Piattaforma in porto per deposito merci e rifiuti: ecco quando serve la Via

[3 giugno 2014]

La regione può sottoporre a screening o Valutazione di impatto ambientale (Via) alcune categorie progettuali ulteriori  rispetto a quelle individuate dalla normativa nazionale – come la piattaforma logistica intermodale per il deposito di merci e rifiuti da sbarcare e caricare sulle navi .

Lo afferma il Tribunale amministrativo della Puglia (Tar)  – sentenza 28 maggio 2014, n. 629 – in riferimento alla nuova piattaforma logistica all’interno del porto commerciale di Monopoli (Bari).
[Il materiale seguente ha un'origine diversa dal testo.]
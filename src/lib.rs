pub mod config;
pub mod constants;
pub mod error;
pub mod ids;
pub mod logging;
pub mod lookup;
pub mod mapping;
pub mod metrics;
pub mod normalize;
pub mod pipeline;
pub mod reader;
pub mod server;
pub mod sink;
pub mod vocab;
La vicenda ha inizio quando una società operante nel settore dei trasporti e rifiuti di merci presenta alla provincia di Bari la comunicazione di inizio attività di messa in riserva di rifiuti per una quantità annua complessiva di 308.000 t/anno e per una quantità massima di stoccaggio istantaneo di 15.500 t. E quando la provincia diffida “dal proseguire l’attività, ove in corso, in attesa della procedura di assoggettabilità” a Via, subordinando altresì la richiesta iscrizione nel Registro provinciale delle imprese alla favorevole conclusione dell’istruttoria. Perché la legge regionale della Puglia  sottopone a screening o Via categorie progettuali ulteriori rispetto a quelle individuate dalla normativa rilevante a livello nazionale. Una disciplina che – a parere del Tar – non è da ritenersi contrastante a quella nazionale contenuta Dlgs 152/2006. Proprio perché alle regioni e province autonome è conferita espressamente la possibilità di adottare forme di tutela giuridica dell’ambiente più restrittive “nei limiti della non arbitrarietà delle scelte regolatorie”.
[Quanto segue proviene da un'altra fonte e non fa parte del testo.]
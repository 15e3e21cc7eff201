use crate::config::{IdScheme, VocabConfig};
use crate::constants::{CURRENT_NACE_VERSION, PREVIOUS_NACE_VERSION};
use oxrdf::NamedNode;
use std::fmt::Write;
use tracing::warn;

/// Path segment of an identifier inside the register domain
#[derive(Debug, Clone, Copy, PartialEq, Eq, Hash)]
pub enum EntityPath {
    Organization,
    Site,
    Registration,
    Address,
}

impl EntityPath {
    fn segment(self) -> &'static str {
        match self {
            EntityPath::Organization => "org",
            EntityPath::Site => "site",
            EntityPath::Registration => "registration",
            EntityPath::Address => "addr",
        }
    }
}

/// Register numbers of organizations start with `0`, everything else is a site.
pub fn is_organization(register_number: &str) -> bool {
    register_number.starts_with('0')
}

/// Builds the identifiers of every resource emitted by the mappers.
///
/// The same input always yields the same identifier, whatever file it was read from,
/// so statements produced from different extracts join on their subjects.
#[derive(Debug, Clone)]
pub struct IdBuilder {
    config: VocabConfig,
}

impl IdBuilder {
    pub fn new(config: VocabConfig) -> Self {
        Self { config }
    }

    /// Namespace of one kind of identifier, up to the key
    pub fn prefix(&self, path: EntityPath) -> String {
        let domain = self.config.domain.trim_end_matches('/');
        match self.config.scheme {
            IdScheme::Current => format!("{}/id/cbe/{}/", domain, path.segment()),
            IdScheme::Legacy => format!("{}/cbe/{}/", domain, path.segment()),
        }
    }

    fn fragment(&self) -> &'static str {
        match self.config.scheme {
            IdScheme::Current => "",
            IdScheme::Legacy => "#id",
        }
    }

    /// Organization or site identifier, routed on the leading digit.
    pub fn entity(&self, register_number: &str) -> NamedNode {
        let path = if is_organization(register_number) {
            EntityPath::Organization
        } else {
            EntityPath::Site
        };
        self.entity_at(path, register_number)
    }

    pub fn entity_at(&self, path: EntityPath, register_number: &str) -> NamedNode {
        NamedNode::new_unchecked(format!(
            "{}{}{}",
            self.prefix(path),
            escape_key(register_number),
            self.fragment()
        ))
    }

    /// OpenCorporates identifier: dots are dropped, not replaced.
    pub fn external_company(&self, register_number: &str) -> NamedNode {
        NamedNode::new_unchecked(format!(
            "{}{}",
            self.config.opencorporates_prefix,
            escape_iri(&register_number.replace('.', ""))
        ))
    }

    pub fn org_type(&self, code: &str) -> Option<NamedNode> {
        let code = code.trim();
        if code.is_empty() {
            warn!("Empty org type");
            return None;
        }
        Some(NamedNode::new_unchecked(format!(
            "{}CBE{}",
            self.config.org_type_prefix,
            escape_iri(code)
        )))
    }

    /// Address identifier from its parts. Empty parts and a part equal to the
    /// previous one are skipped, so the order of `parts` must be stable.
    pub fn address(&self, parts: &[&str]) -> NamedNode {
        let mut key = String::new();
        let mut previous = "";
        for part in parts {
            if part.is_empty() || *part == previous {
                continue;
            }
            previous = part;
            key.extend(part.chars().map(|c| {
                if c.is_ascii_alphanumeric() || c == '_' {
                    c
                } else {
                    '_'
                }
            }));
            key.push('_');
        }
        key.pop();
        NamedNode::new_unchecked(format!("{}{}", self.prefix(EntityPath::Address), key))
    }

    /// Activity classification concept; the version selects the NACE edition.
    pub fn classification(&self, code: &str, version: &str) -> Option<NamedNode> {
        let code = code.trim();
        if code.is_empty() {
            warn!("Empty classification code for version {}", version);
            return None;
        }
        let prefix = if version.starts_with(CURRENT_NACE_VERSION) {
            &self.config.nace2008_prefix
        } else if version.starts_with(PREVIOUS_NACE_VERSION) {
            &self.config.nace2003_prefix
        } else {
            warn!("Unsupported classification version {} for code {}", version, code);
            return None;
        };
        Some(NamedNode::new_unchecked(format!("{}{}", prefix, escape_key(code))))
    }

    /// Concept of the European NACE rev. 2 authority, e.g. `62.01`
    pub fn authority(&self, reference: &str) -> NamedNode {
        NamedNode::new_unchecked(format!("{}{}", self.config.ramon_prefix, escape_iri(reference)))
    }
}

/// Key escaping of register numbers: `.` becomes `_`, the rest as [`escape_iri`].
pub fn escape_key(key: &str) -> String {
    escape_iri(&key.replace('.', "_"))
}

/// Percent-encodes spaces and characters that are not allowed in an IRI
/// or that would change its structure.
pub fn escape_iri(value: &str) -> String {
    let mut escaped = String::with_capacity(value.len());
    for c in value.chars() {
        if c.is_control()
            || c.is_whitespace()
            || matches!(
                c,
                '<' | '>' | '"' | '{' | '}' | '|' | '^' | '`' | '\\' | '#' | '?' | '/' | '%'
            )
        {
            let mut buf = [0u8; 4];
            for byte in c.encode_utf8(&mut buf).bytes() {
                let _ = write!(escaped, "%{:02X}", byte);
            }
        } else {
            escaped.push(c);
        }
    }
    escaped
}

#[cfg(test)]
mod tests {
    use super::*;

    fn builder() -> IdBuilder {
        IdBuilder::new(VocabConfig::default())
    }

    #[test]
    fn test_entity_routes_on_leading_digit() {
        let ids = builder();
        assert_eq!(
            ids.entity("0671.516.647").as_str(),
            "http://org.belgif.be/id/cbe/org/0671_516_647"
        );
        assert_eq!(
            ids.entity("2.147.812.701").as_str(),
            "http://org.belgif.be/id/cbe/site/2_147_812_701"
        );
        assert!(ids.entity("1000.000.001").as_str().contains("/site/"));
    }

    #[test]
    fn test_entity_is_stable() {
        let ids = builder();
        assert_eq!(ids.entity("0200.065.765"), ids.entity("0200.065.765"));
        assert_eq!(
            ids.entity("0200.065.765"),
            ids.entity_at(EntityPath::Organization, "0200.065.765")
        );
    }

    #[test]
    fn test_dots_and_spaces_are_escaped() {
        let id = builder().entity("0123. 456 .789");
        let key = id.as_str().rsplit('/').next().unwrap();
        assert!(!key.contains('.'));
        assert!(!key.contains(' '));
        assert_eq!(key, "0123_%20456%20_789");
    }

    #[test]
    fn test_legacy_scheme_adds_fragment() {
        let config = VocabConfig {
            scheme: IdScheme::Legacy,
            ..VocabConfig::default()
        };
        let ids = IdBuilder::new(config);
        assert_eq!(
            ids.entity("0671.516.647").as_str(),
            "http://org.belgif.be/cbe/org/0671_516_647#id"
        );
    }

    #[test]
    fn test_external_company_strips_dots() {
        assert_eq!(
            builder().external_company("0671.516.647").as_str(),
            "https://opencorporates.com/id/companies/be/0671516647"
        );
    }

    #[test]
    fn test_org_type() {
        let ids = builder();
        assert_eq!(
            ids.org_type(" 417 ").unwrap().as_str(),
            "http://vocab.belgif.be/auth/orgtype/CBE417"
        );
        assert!(ids.org_type("   ").is_none());
    }

    #[test]
    fn test_address_collapses_parts() {
        let ids = builder();
        let addr = ids.address(&["", "", "1000", "Brussel", "Bruxelles", "Wetstraat", "Wetstraat", "16", ""]);
        assert_eq!(
            addr.as_str(),
            "http://org.belgif.be/id/cbe/addr/1000_Brussel_Bruxelles_Wetstraat_16"
        );

        let accented = ids.address(&["België", "", "4000", "", "", "Rue d'Or", "", "1", "A"]);
        assert_eq!(
            accented.as_str(),
            "http://org.belgif.be/id/cbe/addr/Belgi__4000_Rue_d_Or_1_A"
        );
    }

    #[test]
    fn test_classification_versions() {
        let ids = builder();
        assert_eq!(
            ids.classification("62010", "2008").unwrap().as_str(),
            "http://vocab.belgif.be/auth/nace2008/62010"
        );
        assert_eq!(
            ids.classification("72202", "2003").unwrap().as_str(),
            "http://vocab.belgif.be/auth/nace2003/72202"
        );
        assert!(ids.classification("", "2008").is_none());
        assert!(ids.classification("62010", "1993").is_none());
    }
}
La disciplina relativa alla Via rientra nell’ambito della materia di tutela ambientale di competenza esclusiva dello Stato. Quindi la regione è tenuta, nell’esercizio delle proprie competenze che interferiscano con la tutela dell’ambiente, a rispettare i livelli omogenei di tutela posti dallo Stato, potendo però determinare limiti più restrittivi per una maggiore tutela ambientale.
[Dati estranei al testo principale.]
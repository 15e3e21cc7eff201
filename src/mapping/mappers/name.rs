use super::text;
use crate::constants::LEGAL_NAME_CODE;
use crate::ids::{is_organization, IdBuilder};
use crate::mapping::{RecordKind, RecordMapper, Row};
use crate::normalize::Lang;
use crate::vocab::{rov, skos};
use oxrdf::vocab::rdfs;
use oxrdf::{NamedNodeRef, Triple};

const NUMBER: usize = 0;
const LANGUAGE: usize = 1;
const NAME_TYPE: usize = 2;
const NAME: usize = 3;

/// Denomination file: legal names and alternative names of organizations and sites
pub struct NameMapper;

impl RecordMapper for NameMapper {
    fn kind(&self) -> RecordKind {
        RecordKind::Name
    }

    fn map(&self, ids: &IdBuilder, row: &Row) -> Vec<Triple> {
        let number = row.field(NUMBER);
        let subject = ids.entity(number);
        let literal = text(row.field(NAME), Lang::from_code(row.field(LANGUAGE)));

        let predicate: NamedNodeRef<'_> = if row.field(NAME_TYPE) == LEGAL_NAME_CODE {
            rov::LEGAL_NAME
        } else {
            skos::ALT_LABEL
        };

        // Display label: every legal name, but alternative names of sites only
        let labelled = predicate == rov::LEGAL_NAME || !is_organization(number);

        let mut triples = vec![Triple::new(subject.clone(), predicate, literal.clone())];
        if labelled {
            triples.push(Triple::new(subject, rdfs::LABEL, literal));
        }
        triples
    }
}

#[cfg(test)]
mod tests {
    use super::*;
    use crate::mapping::mappers::test_support::{ids, lines};

    #[test]
    fn test_legal_name_gets_label() {
        let row = Row::from_fields(["0671516647", "2", "001", "FOD BOSA"]);
        let triples = NameMapper.map(&ids(), &row);

        assert_eq!(
            lines(&triples),
            vec![
                "<http://org.belgif.be/id/cbe/org/0671516647> <http://www.w3.org/ns/regorg#legalName> \"FOD BOSA\"@nl",
                "<http://org.belgif.be/id/cbe/org/0671516647> <http://www.w3.org/2000/01/rdf-schema#label> \"FOD BOSA\"@nl",
            ]
        );
    }

    #[test]
    fn test_organization_alt_label_has_no_label() {
        let row = Row::from_fields(["0671.516.647", "1", "002", "SPF BOSA"]);
        let triples = NameMapper.map(&ids(), &row);

        assert_eq!(triples.len(), 1);
        assert_eq!(triples[0].predicate, skos::ALT_LABEL);
    }

    #[test]
    fn test_site_alt_label_gets_label() {
        let row = Row::from_fields(["2.147.812.701", "3", "003", "Zweigstelle"]);
        let triples = NameMapper.map(&ids(), &row);

        assert_eq!(
            lines(&triples),
            vec![
                "<http://org.belgif.be/id/cbe/site/2_147_812_701> <http://www.w3.org/2004/02/skos/core#altLabel> \"Zweigstelle\"@de",
                "<http://org.belgif.be/id/cbe/site/2_147_812_701> <http://www.w3.org/2000/01/rdf-schema#label> \"Zweigstelle\"@de",
            ]
        );
    }

    #[test]
    fn test_unknown_language_is_untagged() {
        let row = Row::from_fields(["0200.065.765", "0", "001", "Intercommunale"]);
        let triples = NameMapper.map(&ids(), &row);

        assert!(triples[0].to_string().ends_with("\"Intercommunale\""));
    }
}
Del resto la regione è l’ente più vicino e attento alle specifiche esigenze del territorio, quindi può  introdurre modalità di controllo ulteriori e più incisive. E ciò si pone in conformità allo stesso scopo della Via. La valutazione, infatti, ha la funzione di individuare, descrivere e valutare gli effetti che un progetto privato o pubblico produce su una serie di fattori biotici (quali l’uomo, la flora e la

fauna) e abiotici (quali il suolo, l’acqua, l’aria, il clima, il paesaggio, i beni materiali e il patrimonio culturale nonché sulle rispettive integrazioni), dove per progetto si intende la realizzazione, sia di lavori di costruzione o di altri impianti od opere, sia di altri interventi sull’ambiente naturale o sul paesaggio, compresi quelli destinati allo sfruttamento delle risorse del suolo.